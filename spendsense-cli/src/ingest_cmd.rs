//! Ingest pipeline command: extract text, parse entries, persist the
//! outcome. Also hosts the standalone recognition command.

use std::io::Write;
use std::path::{Path, PathBuf};
use std::time::Duration;

use anyhow::{Context, Result, bail};
use chrono::Utc;
use tokio::task::JoinSet;

use spendsense_core::{ParseState, ParsedEntry, StatementRecord};
use spendsense_ingest::{
    ExtractionError, Extractor, MediaType, OcrController, OcrEvent, OcrRequest, RawDocument,
    RemoteExtractor, parse_csv_statement, parse_statement_text,
};

use crate::config;
use crate::state;
use crate::store::{StatementStore, StoredStatement};

struct IngestOutcome {
    name: String,
    raw_text: String,
    entries: Vec<ParsedEntry>,
}

pub async fn run_ingest(
    files: Vec<PathBuf>,
    bank: String,
    name: Option<String>,
    media_type: Option<String>,
    extractor_url: Option<String>,
) -> Result<()> {
    if files.is_empty() {
        bail!("no statement files given");
    }
    if name.is_some() && files.len() > 1 {
        bail!("--name applies to a single statement file");
    }

    let cfg = config::load_config()?;
    let url = extractor_url.or(cfg.extraction.extractor_url.clone());

    let mut extractor = Extractor::local().with_ocr_language(cfg.extraction.ocr_language.clone());
    if let Some(url) = url {
        extractor = extractor.with_remote(RemoteExtractor::with_timeout(
            url,
            Duration::from_secs(cfg.extraction.timeout_secs),
        ));
    }

    let mut store = StatementStore::load(state::statements_path()?)?;

    // Extraction and parsing touch nothing shared, so every file runs as its
    // own task; the store is only written once they have all come back.
    let quiet = files.len() > 1;
    let mut tasks = JoinSet::new();
    for (index, file) in files.iter().cloned().enumerate() {
        let extractor = extractor.clone();
        let media_override = media_type.clone();
        let name_override = name.clone();
        let prior_raw = store
            .find_by_path(&file.display().to_string())
            .and_then(|s| s.record.raw_text.clone());

        tasks.spawn(async move {
            let outcome = ingest_one(
                &extractor,
                &file,
                name_override,
                media_override.as_deref(),
                prior_raw,
                quiet,
            )
            .await;
            (index, file, outcome)
        });
    }

    let mut results = Vec::with_capacity(files.len());
    while let Some(joined) = tasks.join_next().await {
        results.push(joined.context("ingest task panicked")?);
    }
    results.sort_by_key(|(index, _, _)| *index);

    let total = files.len();
    let mut failures = 0usize;
    for (index, file, outcome) in results {
        let file_path = file.display().to_string();
        match outcome {
            Ok(o) => {
                println!("{}: {} entries parsed", o.name, o.entries.len());
                let id = store
                    .find_by_path(&file_path)
                    .map(|s| s.record.id.clone())
                    .unwrap_or_else(|| new_statement_id(index));
                store.upsert(StoredStatement {
                    record: StatementRecord {
                        id,
                        bank_id: bank.clone(),
                        name: o.name,
                        file_path,
                        upload_date: Utc::now(),
                        processed: true,
                        raw_text: Some(o.raw_text),
                    },
                    parsed: ParseState::Parsed(o.entries),
                });
            }
            Err(e) => {
                // One bad document never aborts its siblings.
                failures += 1;
                record_failure(&mut store, &file, &bank, index);
                let retry_hint = match e.downcast_ref::<ExtractionError>() {
                    Some(err) if err.is_retryable() => " (retryable)",
                    _ => "",
                };
                eprintln!("{}: {e:#}{retry_hint}", file.display());
            }
        }
    }

    store.save()?;
    if failures > 0 {
        bail!("{failures} of {total} statements failed");
    }
    Ok(())
}

async fn ingest_one(
    extractor: &Extractor,
    file: &Path,
    name_override: Option<String>,
    media_override: Option<&str>,
    prior_raw: Option<String>,
    quiet: bool,
) -> Result<IngestOutcome> {
    let name = name_override.unwrap_or_else(|| display_name(file));
    let media = resolve_media_type(file, media_override)?;

    // A statement ingested before reparses its stored raw text directly
    // instead of re-extracting the file.
    let raw_text = match prior_raw {
        Some(raw) => raw,
        None => {
            let bytes =
                std::fs::read(file).with_context(|| format!("read {}", file.display()))?;
            let doc = RawDocument::new(bytes, media.clone(), name.clone());

            let mut last_reported = 0u8;
            let result = extractor
                .extract_with(&doc, |percent| {
                    if !quiet && percent != last_reported {
                        last_reported = percent;
                        print!("\r{name}: recognizing... {percent:3}%");
                        let _ = std::io::stdout().flush();
                    }
                })
                .await;
            if last_reported > 0 {
                println!();
            }
            result?.text
        }
    };

    let entries = parse_for(&media, &raw_text)?;
    Ok(IngestOutcome {
        name,
        raw_text,
        entries,
    })
}

fn parse_for(media: &MediaType, raw_text: &str) -> Result<Vec<ParsedEntry>> {
    let entries = match media {
        MediaType::Csv => parse_csv_statement(raw_text)?,
        _ => parse_statement_text(raw_text)?,
    };
    Ok(entries)
}

fn display_name(file: &Path) -> String {
    file.file_name()
        .map(|n| n.to_string_lossy().to_string())
        .unwrap_or_else(|| file.display().to_string())
}

fn new_statement_id(index: usize) -> String {
    format!("st-{}-{index}", Utc::now().timestamp_millis())
}

fn resolve_media_type(file: &Path, media_override: Option<&str>) -> Result<MediaType> {
    if let Some(label) = media_override {
        return MediaType::from_label(label)
            .ok_or_else(|| ExtractionError::UnsupportedMediaType(label.to_string()).into());
    }
    MediaType::from_path(file).ok_or_else(|| {
        let ext = file
            .extension()
            .map(|e| e.to_string_lossy().to_string())
            .unwrap_or_else(|| "(none)".to_string());
        ExtractionError::UnsupportedMediaType(ext).into()
    })
}

/// Statements that could not be processed still get a record, with the
/// parse marked as never having run.
fn record_failure(store: &mut StatementStore, file: &Path, bank: &str, index: usize) {
    let file_path = file.display().to_string();
    if store.find_by_path(&file_path).is_some() {
        return;
    }
    store.upsert(StoredStatement {
        record: StatementRecord {
            id: new_statement_id(index),
            bank_id: bank.to_string(),
            name: display_name(file),
            file_path,
            upload_date: Utc::now(),
            processed: false,
            raw_text: None,
        },
        parsed: ParseState::NotRun,
    });
}

/// Recognize text in a single image, streaming progress to the terminal.
/// Ctrl-C cancels cooperatively; a canceled run is not a failure.
pub async fn run_ocr(image: PathBuf, lang: Option<String>) -> Result<()> {
    let cfg = config::load_config()?;
    let language = lang.unwrap_or(cfg.extraction.ocr_language);

    let bytes = std::fs::read(&image).with_context(|| format!("read {}", image.display()))?;
    let extension = image
        .extension()
        .map(|e| e.to_string_lossy().to_string())
        .unwrap_or_else(|| "png".to_string());

    let mut controller = OcrController::new();
    let mut events = controller.start(OcrRequest::new(bytes, extension).with_language(language))?;

    let outcome = loop {
        tokio::select! {
            _ = tokio::signal::ctrl_c() => {
                println!("\ncanceling...");
                controller.cancel();
            }
            ev = events.recv() => match ev {
                Some(OcrEvent::Progress { percent }) => {
                    print!("\rrecognizing... {percent:3}%");
                    let _ = std::io::stdout().flush();
                }
                Some(OcrEvent::Done { text, confidence, word_count }) => {
                    println!();
                    if let Some(c) = confidence {
                        println!("confidence {c:.1}, {word_count} words\n");
                    }
                    println!("{text}");
                    break Ok(());
                }
                Some(OcrEvent::Canceled) => {
                    println!("canceled");
                    break Ok(());
                }
                Some(OcrEvent::Failed { message }) => {
                    println!();
                    break Err(anyhow::anyhow!("recognition failed: {message}"));
                }
                None => break Ok(()),
            }
        }
    };

    controller.shutdown().await;
    outcome
}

────────────────

# How to complete this task:
Copy the entries exactly, leaving no line out.

# Exercise solution:
filename spendsense-cli/src/ingest_cmd.rs
//! Ingest pipeline command: extract text, parse entries, persist the
//! outcome. Also hosts the standalone recognition command.

use std::io::Write;
use std::path::{Path, PathBuf};
use std::time::Duration;

use anyhow::{Context, Result, bail};
use chrono::Utc;
use tokio::task::JoinSet;

use spendsense_core::{ParseState, ParsedEntry, StatementRecord};
use spendsense_ingest::{
    ExtractionError, Extractor, MediaType, OcrController, OcrEvent, OcrRequest, RawDocument,
    RemoteExtractor, parse_csv_statement, parse_statement_text,
};

use crate::config;
use crate::state;
use crate::store::{StatementStore, StoredStatement};

struct IngestOutcome {
    name: String,
    raw_text: String,
    entries: Vec<ParsedEntry>,
}

pub async fn run_ingest(
    files: Vec<PathBuf>,
    bank: String,
    name: Option<String>,
    media_type: Option<String>,
    extractor_url: Option<String>,
) -> Result<()> {
    if files.is_empty() {
        bail!("no statement files given");
    }
    if name.is_some() && files.len() > 1 {
        bail!("--name applies to a single statement file");
    }

    let cfg = config::load_config()?;
    let url = extractor_url.or(cfg.extraction.extractor_url.clone());

    let mut extractor = Extractor::local().with_ocr_language(cfg.extraction.ocr_language.clone());
    if let Some(url) = url {
        extractor = extractor.with_remote(RemoteExtractor::with_timeout(
            url,
            Duration::from_secs(cfg.extraction.timeout_secs),
        ));
    }

    let mut store = StatementStore::load(state::statements_path()?)?;

    // Extraction and parsing touch nothing shared, so every file runs as its
    // own task; the store is only written once they have all come back.
    let quiet = files.len() > 1;
    let mut tasks = JoinSet::new();
    for (index, file) in files.iter().cloned().enumerate() {
        let extractor = extractor.clone();
        let media_override = media_type.clone();
        let name_override = name.clone();
        let prior_raw = store
            .find_by_path(&file.display().to_string())
            .and_then(|s| s.record.raw_text.clone());

        tasks.spawn(async move {
            let outcome = ingest_one(
                &extractor,
                &file,
                name_override,
                media_override.as_deref(),
                prior_raw,
                quiet,
            )
            .await;
            (index, file, outcome)
        });
    }

    let mut results = Vec::with_capacity(files.len());
    while let Some(joined) = tasks.join_next().await {
        results.push(joined.context("ingest task panicked")?);
    }
    results.sort_by_key(|(index, _, _)| *index);

    let total = files.len();
    let mut failures = 0usize;
    for (index, file, outcome) in results {
        let file_path = file.display().to_string();
        match outcome {
            Ok(o) => {
                println!("{}: {} entries parsed", o.name, o.entries.len());
                let id = store
                    .find_by_path(&file_path)
                    .map(|s| s.record.id.clone())
                    .unwrap_or_else(|| new_statement_id(index));
                store.upsert(StoredStatement {
                    record: StatementRecord {
                        id,
                        bank_id: bank.clone(),
                        name: o.name,
                        file_path,
                        upload_date: Utc::now(),
                        processed: true,
                        raw_text: Some(o.raw_text),
                    },
                    parsed: ParseState::Parsed(o.entries),
                });
            }
            Err(e) => {
                // One bad document never aborts its siblings.
                failures += 1;
                record_failure(&mut store, &file, &bank, index);
                let retry_hint = match e.downcast_ref::<ExtractionError>() {
                    Some(err) if err.is_retryable() => " (retryable)",
                    _ => "",
                };
                eprintln!("{}: {e:#}{retry_hint}", file.display());
            }
        }
    }

    store.save()?;
    if failures > 0 {
        bail!("{failures} of {total} statements failed");
    }
    Ok(())
}

async fn ingest_one(
    extractor: &Extractor,
    file: &Path,
    name_override: Option<String>,
    media_override: Option<&str>,
    prior_raw: Option<String>,
    quiet: bool,
) -> Result<IngestOutcome> {
    let name = name_override.unwrap_or_else(|| display_name(file));
    let media = resolve_media_type(file, media_override)?;

    // A statement ingested before reparses its stored raw text directly
    // instead of re-extracting the file.
    let raw_text = match prior_raw {
        Some(raw) => raw,
        None => {
            let bytes =
                std::fs::read(file).with_context(|| format!("read {}", file.display()))?;
            let doc = RawDocument::new(bytes, media.clone(), name.clone());

            let mut last_reported = 0u8;
            let result = extractor
                .extract_with(&doc, |percent| {
                    if !quiet && percent != last_reported {
                        last_reported = percent;
                        print!("\r{name}: recognizing... {percent:3}%");
                        let _ = std::io::stdout().flush();
                    }
                })
                .await;
            if last_reported > 0 {
                println!();
            }
            result?.text
        }
    };

    let entries = parse_for(&media, &raw_text)?;
    Ok(IngestOutcome {
        name,
        raw_text,
        entries,
    })
}

fn parse_for(media: &MediaType, raw_text: &str) -> Result<Vec<ParsedEntry>> {
    let entries = match media {
        MediaType::Csv => parse_csv_statement(raw_text)?,
        _ => parse_statement_text(raw_text)?,
    };
    Ok(entries)
}

fn display_name(file: &Path) -> String {
    file.file_name()
        .map(|n| n.to_string_lossy().to_string())
        .unwrap_or_else(|| file.display().to_string())
}

fn new_statement_id(index: usize) -> String {
    format!("st-{}-{index}", Utc::now().timestamp_millis())
}

fn resolve_media_type(file: &Path, media_override: Option<&str>) -> Result<MediaType> {
    if let Some(label) = media_override {
        return MediaType::from_label(label)
            .ok_or_else(|| ExtractionError::UnsupportedMediaType(label.to_string()).into());
    }
    MediaType::from_path(file).ok_or_else(|| {
        let ext = file
            .extension()
            .map(|e| e.to_string_lossy().to_string())
            .unwrap_or_else(|| "(none)".to_string());
        ExtractionError::UnsupportedMediaType(ext).into()
    })
}

/// Statements that could not be processed still get a record, with the
/// parse marked as never having run.
fn record_failure(store: &mut StatementStore, file: &Path, bank: &str, index: usize) {
    let file_path = file.display().to_string();
    if store.find_by_path(&file_path).is_some() {
        return;
    }
    store.upsert(StoredStatement {
        record: StatementRecord {
            id: new_statement_id(index),
            bank_id: bank.to_string(),
            name: display_name(file),
            file_path,
            upload_date: Utc::now(),
            processed: false,
            raw_text: None,
        },
        parsed: ParseState::NotRun,
    });
}

/// Recognize text in a single image, streaming progress to the terminal.
/// Ctrl-C cancels cooperatively; a canceled run is not a failure.
pub async fn run_ocr(image: PathBuf, lang: Option<String>) -> Result<()> {
    let cfg = config::load_config()?;
    let language = lang.unwrap_or(cfg.extraction.ocr_language);

    let bytes = std::fs::read(&image).with_context(|| format!("read {}", image.display()))?;
    let extension = image
        .extension()
        .map(|e| e.to_string_lossy().to_string())
        .unwrap_or_else(|| "png".to_string());

    let mut controller = OcrController::new();
    let mut events = controller.start(OcrRequest::new(bytes, extension).with_language(language))?;

    let outcome = loop {
        tokio::select! {
            _ = tokio::signal::ctrl_c() => {
                println!("\ncanceling...");
                controller.cancel();
            }
            ev = events.recv() => match ev {
                Some(OcrEvent::Progress { percent }) => {
                    print!("\rrecognizing... {percent:3}%");
                    let _ = std::io::stdout().flush();
                }
                Some(OcrEvent::Done { text, confidence, word_count }) => {
                    println!();
                    if let Some(c) = confidence {
                        println!("confidence {c:.1}, {word_count} words\n");
                    }
                    println!("{text}");
                    break Ok(());
                }
                Some(OcrEvent::Canceled) => {
                    println!("canceled");
                    break Ok(());
                }
                Some(OcrEvent::Failed { message }) => {
                    println!();
                    break Err(anyhow::anyhow!("recognition failed: {message}"));
                }
                None => break Ok(()),
            }
        }
    };

    controller.shutdown().await;
    outcome
}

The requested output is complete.